*EXERCISE MATERIALS*
* * * *

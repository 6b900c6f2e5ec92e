//! Environment variable validation
//!
//! Invalid override values are ignored with a warning that names the valid
//! choices and, for near misses, the closest one.

/// Validator for one environment variable's values
pub struct EnvVarValidator<'a> {
    var_name: &'a str,
    valid_values: &'a [&'a str],
}

impl<'a> EnvVarValidator<'a> {
    pub fn new(var_name: &'a str, valid_values: &'a [&'a str]) -> Self {
        Self {
            var_name,
            valid_values,
        }
    }

    /// Parse `value`, logging a warning and returning `None` when it is invalid.
    pub fn parse<T, F>(&self, value: &str, parser: F) -> Option<T>
    where
        F: Fn(&str) -> Option<T>,
    {
        let parsed = parser(value.trim());
        if parsed.is_none() {
            tracing::warn!("{}", self.invalid_message(value));
        }
        parsed
    }

    /// Human-readable warning for an invalid value.
    pub fn invalid_message(&self, value: &str) -> String {
        let mut msg = format!(
            "ignoring invalid {} value '{}'{}",
            self.var_name,
            value,
            self.suggest(value)
        );
        if !self.valid_values.is_empty() {
            msg.push_str(&format!(" (valid values: {})", self.valid_values.join(", ")));
        }
        msg
    }

    fn suggest(&self, value: &str) -> String {
        let input = value.trim().to_lowercase();
        match closest(&input, self.valid_values) {
            Some((suggested, dist)) if dist > 0 => format!(". Did you mean '{}'?", suggested),
            _ => String::new(),
        }
    }
}

/// The candidate within two edits of `input`, if any.
pub(crate) fn closest<'c>(input: &str, candidates: &[&'c str]) -> Option<(&'c str, usize)> {
    candidates
        .iter()
        .map(|&c| (c, levenshtein(input, c)))
        .min_by_key(|&(_, dist)| dist)
        .filter(|&(_, dist)| dist <= 2)
}

/// Byte-wise Levenshtein distance for typo detection
pub(crate) fn levenshtein(a: &str, b: &str) -> usize {
    if a == b {
        return 0;
    }

    let a_bytes = a.as_bytes();
    let b_bytes = b.as_bytes();
    if a_bytes.is_empty() {
        return b_bytes.len();
    }
    if b_bytes.is_empty() {
        return a_bytes.len();
    }

    let mut prev_row: Vec<usize> = (0..=b_bytes.len()).collect();
    let mut curr_row: Vec<usize> = vec![0; b_bytes.len() + 1];

    for (i, a_char) in a_bytes.iter().enumerate() {
        curr_row[0] = i + 1;
        for (j, b_char) in b_bytes.iter().enumerate() {
            let cost = usize::from(a_char != b_char);
            curr_row[j + 1] = (prev_row[j + 1] + 1)
                .min(curr_row[j] + 1)
                .min(prev_row[j] + cost);
        }
        std::mem::swap(&mut prev_row, &mut curr_row);
    }

    prev_row[b_bytes.len()]
}

#[cfg(test)]
mod tests {
    use super::*;

    #[test]
    fn levenshtein_counts_edits() {
        assert_eq!(levenshtein("json", "json"), 0);
        assert_eq!(levenshtein("jsno", "json"), 2);
        assert_eq!(levenshtein("sqlit", "sqlite"), 1);
        assert_eq!(levenshtein("", "abc"), 3);
    }

    #[test]
    fn valid_value_parses() {
        let validator = EnvVarValidator::new("RACKETBOOK_BACKEND", &["json", "sqlite"]);
        let parsed = validator.parse(" sqlite ", |s| (s == "sqlite").then_some(2));
        assert_eq!(parsed, Some(2));
    }

    #[test]
    fn invalid_value_message_suggests_closest() {
        let validator = EnvVarValidator::new("RACKETBOOK_BACKEND", &["json", "sqlite"]);

        let msg = validator.invalid_message("sqlte");

        assert!(msg.contains("RACKETBOOK_BACKEND"));
        assert!(msg.contains("'sqlte'"));
        assert!(msg.contains("Did you mean 'sqlite'?"));
        assert!(msg.contains("valid values: json, sqlite"));
    }

    #[test]
    fn distant_value_gets_no_suggestion() {
        let validator = EnvVarValidator::new("RACKETBOOK_BACKEND", &["json", "sqlite"]);
        assert!(!validator.invalid_message("postgres").contains("Did you mean"));
        assert_eq!(validator.parse("postgres", |_| None::<()>), None);
    }
}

* * * *

Among the records, find all lines that include the string "parsed" and return them.

*SOLUTION TO THIS EXERCISE*
        let parsed = parser(value.trim());
        if parsed.is_none() {
        parsed
        let parsed = validator.parse(" sqlite ", |s| (s == "sqlite").then_some(2));
        assert_eq!(parsed, Some(2));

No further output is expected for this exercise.